If you haven't experienced any problems until this line, then within 1 minute you will see with sockstat -4 that java has started on port 8085. Now you can use your browser to connect to this port and you will see the welcome page from Bamboo server.

Congratulations!

Please refer to Bamboo documentation for the configuration and usage details.


----------



## vand777 (Jan 29, 2012)

Reserved1


----------



## vand777 (Jan 29, 2012)

Reserved2


----------



## vand777 (Jan 29, 2012)

Reserved3


----------



## vand777 (Jan 29, 2012)

Reserved4


----------



## kchoudhu (Apr 8, 2012)

This is dead useful, and can be trivially adjusted to work for all Atlassian products. Thanks! 
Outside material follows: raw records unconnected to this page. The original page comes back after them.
//! Client configuration.

use std::fmt;
use std::str::FromStr;
use std::time::Duration;

use serde::{Deserialize, Serialize};

use crate::error::{ClientError, ClientResult};

/// API versions this client can talk to.
pub const SUPPORTED_API_VERSIONS: &[&str] = &["0.1"];

pub const DEFAULT_API_VERSION: &str = "0.1";

pub const DEFAULT_PROMPT_WIZ_URL: &str = "https://promptwiz.co.uk";

/// A supported PromptWiz API version.
///
/// Can only be constructed from a member of [`SUPPORTED_API_VERSIONS`].
#[derive(Debug, Clone, PartialEq, Eq, Hash, Serialize, Deserialize)]
#[serde(try_from = "String", into = "String")]
pub struct ApiVersion(String);

impl ApiVersion {
    pub fn parse(version: &str) -> ClientResult<Self> {
        if SUPPORTED_API_VERSIONS.contains(&version) {
            Ok(Self(version.to_string()))
        } else {
            Err(ClientError::UnsupportedApiVersion {
                version: version.to_string(),
            })
        }
    }

    pub fn as_str(&self) -> &str {
        &self.0
    }
}

impl Default for ApiVersion {
    fn default() -> Self {
        Self(DEFAULT_API_VERSION.to_string())
    }
}

impl fmt::Display for ApiVersion {
    fn fmt(&self, f: &mut fmt::Formatter<'_>) -> fmt::Result {
        f.write_str(&self.0)
    }
}

impl FromStr for ApiVersion {
    type Err = ClientError;

    fn from_str(s: &str) -> Result<Self, Self::Err> {
        Self::parse(s)
    }
}

impl TryFrom<&str> for ApiVersion {
    type Error = ClientError;

    fn try_from(value: &str) -> Result<Self, Self::Error> {
        Self::parse(value)
    }
}

impl TryFrom<String> for ApiVersion {
    type Error = ClientError;

    fn try_from(value: String) -> Result<Self, Self::Error> {
        Self::parse(&value)
    }
}

/// Numeric versions (`0.1`) use their shortest decimal form.
impl TryFrom<f64> for ApiVersion {
    type Error = ClientError;

    fn try_from(value: f64) -> Result<Self, Self::Error> {
        Self::parse(&value.to_string())
    }
}

impl From<ApiVersion> for String {
    fn from(version: ApiVersion) -> Self {
        version.0
    }
}

/// Client configuration.
#[derive(Debug, Clone, Serialize, Deserialize)]
pub struct ClientConfig {
    /// Default API key sent with every request.
    #[serde(default)]
    pub api_key: String,

    /// API version used to build the endpoint URL.
    #[serde(default)]
    pub api_version: ApiVersion,

    /// Service base URL.
    #[serde(default = "default_base_url")]
    pub base_url: String,

    /// Request timeout in seconds; no deadline when unset.
    #[serde(default)]
    pub timeout_secs: Option<u64>,
}

fn default_base_url() -> String {
    DEFAULT_PROMPT_WIZ_URL.to_string()
}

impl Default for ClientConfig {
    fn default() -> Self {
        Self {
            api_key: String::new(),
            api_version: ApiVersion::default(),
            base_url: default_base_url(),
            timeout_secs: None,
        }
    }
}

impl ClientConfig {
    /// Create config from environment variables.
    ///
    /// | Variable | Description |
    /// |----------|-------------|
    /// | `PROMPTWIZ_API_KEY` | Default API key |
    /// | `PROMPTWIZ_URL` | Service base URL |
    /// | `PROMPTWIZ_API_VERSION` | API version |
    /// | `PROMPTWIZ_TIMEOUT` | Request timeout in seconds |
    ///
    /// Fails only when `PROMPTWIZ_API_VERSION` names an unsupported version.
    pub fn from_env() -> ClientResult<Self> {
        let api_version = match std::env::var("PROMPTWIZ_API_VERSION") {
            Ok(v) if !v.trim().is_empty() => ApiVersion::parse(&v)?,
            _ => ApiVersion::default(),
        };

        Ok(Self {
            api_key: std::env::var("PROMPTWIZ_API_KEY").unwrap_or_default(),
            api_version,
            base_url: std::env::var("PROMPTWIZ_URL")
                .ok()
                .filter(|v| !v.is_empty())
                .unwrap_or_else(default_base_url),
            timeout_secs: std::env::var("PROMPTWIZ_TIMEOUT")
                .ok()
                .and_then(|v| v.parse().ok()),
        })
    }

    /// Set the API key.
    pub fn with_api_key(mut self, api_key: impl Into<String>) -> Self {
        self.api_key = api_key.into();
        self
    }

    /// Set the API version.
    pub fn with_api_version(mut self, api_version: ApiVersion) -> Self {
        self.api_version = api_version;
        self
    }

    /// Set the base URL.
    pub fn with_base_url(mut self, base_url: impl Into<String>) -> Self {
        self.base_url = base_url.into();
        self
    }

    /// Set the request timeout.
    pub fn with_timeout_secs(mut self, secs: u64) -> Self {
        self.timeout_secs = Some(secs);
        self
    }

    pub fn timeout(&self) -> Option<Duration> {
        self.timeout_secs.map(Duration::from_secs)
    }

    /// `{base_url}/api/v{api_version}/evaluate/`
    pub fn evaluate_url(&self) -> String {
        format!(
            "{}/api/v{}/evaluate/",
            self.base_url.trim_end_matches('/'),
            self.api_version
        )
    }
}

#[cfg(test)]
mod tests {
    use super::*;
    use serial_test::serial;

    #[test]
    fn test_api_version_allow_list() {
        assert_eq!(ApiVersion::parse("0.1").unwrap().as_str(), "0.1");
        assert!(matches!(
            ApiVersion::parse("9.9"),
            Err(ClientError::UnsupportedApiVersion { version }) if version == "9.9"
        ));
        assert!(ApiVersion::parse("").is_err());
    }

    #[test]
    fn test_api_version_is_exact_match() {
        for version in [" 0.1 ", "0.1\n", "v0.1", "0.10"] {
            assert!(matches!(
                ApiVersion::parse(version),
                Err(ClientError::UnsupportedApiVersion { version: rejected }) if rejected == version
            ));
        }
    }

    #[test]
    fn test_api_version_from_float() {
        assert_eq!(ApiVersion::try_from(0.1).unwrap().as_str(), "0.1");
        assert!(ApiVersion::try_from(1.0).is_err());
    }

    #[test]
    fn test_api_version_deserialize_validates() {
        let ok: ApiVersion = serde_json::from_str("\"0.1\"").unwrap();
        assert_eq!(ok, ApiVersion::default());

        let err = serde_json::from_str::<ApiVersion>("\"2.0\"").unwrap_err();
        assert!(err.to_string().contains("unsupported PromptWiz API version"));
    }

    #[test]
    fn test_defaults() {
        let config = ClientConfig::default();
        assert_eq!(config.api_key, "");
        assert_eq!(config.api_version.as_str(), DEFAULT_API_VERSION);
        assert_eq!(config.base_url, DEFAULT_PROMPT_WIZ_URL);
        assert!(config.timeout().is_none());
    }

    #[test]
    fn test_evaluate_url() {
        let config = ClientConfig::default();
        assert_eq!(
            config.evaluate_url(),
            "https://promptwiz.co.uk/api/v0.1/evaluate/"
        );

        let config = config.with_base_url("http://localhost:8000/");
        assert_eq!(
            config.evaluate_url(),
            "http://localhost:8000/api/v0.1/evaluate/"
        );
    }

    #[test]
    fn test_config_builder() {
        let config = ClientConfig::default()
            .with_api_key("key")
            .with_base_url("http://example.test")
            .with_timeout_secs(5);

        assert_eq!(config.api_key, "key");
        assert_eq!(config.base_url, "http://example.test");
        assert_eq!(config.timeout(), Some(Duration::from_secs(5)));
    }

    #[test]
    fn test_config_deserialize_partial() {
        let config: ClientConfig = serde_json::from_str(r#"{"api_key": "abc"}"#).unwrap();
        assert_eq!(config.api_key, "abc");
        assert_eq!(config.base_url, DEFAULT_PROMPT_WIZ_URL);
        assert_eq!(config.api_version, ApiVersion::default());
    }

    fn clear_env() {
        std::env::remove_var("PROMPTWIZ_API_KEY");
        std::env::remove_var("PROMPTWIZ_URL");
        std::env::remove_var("PROMPTWIZ_API_VERSION");
        std::env::remove_var("PROMPTWIZ_TIMEOUT");
    }

    #[test]
    #[serial]
    fn test_config_from_env_defaults() {
        clear_env();

        let config = ClientConfig::from_env().unwrap();
        assert_eq!(config.api_key, "");
        assert_eq!(config.base_url, DEFAULT_PROMPT_WIZ_URL);
        assert!(config.timeout_secs.is_none());
    }

    #[test]
    #[serial]
    fn test_config_from_env_values() {
        clear_env();
        std::env::set_var("PROMPTWIZ_API_KEY", "env-key");
        std::env::set_var("PROMPTWIZ_URL", "http://env.test");
        std::env::set_var("PROMPTWIZ_API_VERSION", "0.1");
        std::env::set_var("PROMPTWIZ_TIMEOUT", "12");

        let config = ClientConfig::from_env().unwrap();
        clear_env();

        assert_eq!(config.api_key, "env-key");
        assert_eq!(config.base_url, "http://env.test");
        assert_eq!(config.timeout_secs, Some(12));
    }

    #[test]
    #[serial]
    fn test_config_from_env_unsupported_version() {
        clear_env();
        std::env::set_var("PROMPTWIZ_API_VERSION", "0.2");

        let result = ClientConfig::from_env();
        clear_env();

        assert!(matches!(
            result,
            Err(ClientError::UnsupportedApiVersion { .. })
        ));
    }
}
"FreeBSD is not a supported platform" my a**!


----------



## vand777 (Apr 10, 2012)

kchoudhu said:
			
		

> This is dead useful, and can be trivially adjusted to work for all Atlassian products. Thanks!
> 
> "FreeBSD is not a supported platform" my a**!



Yes. I run Jira and Confluence on FreeBSD.


----------



## volte (Aug 19, 2013)

Someone should create and maintain a 'port' of this to do it all automagically


----------



## kchoudhu (Aug 20, 2013)

A port for JIRA is probably trivially doable. To get Fisheye and Crucible integration going, however, requires user intervention at an application level that I am scared of undertaking


----------



## perkypork (Mar 9, 2015)

I realise this is an extremely old post and I am sorry for resurrecting it but I have searched high and low and it seems this is the only instructional for Atlassian Bamboo on FreeBSD. This is probably a silly question since this post is 3 years old but do these instructions still work?


----------



## bsd777 (Mar 11, 2015)

Yes, they work.


----------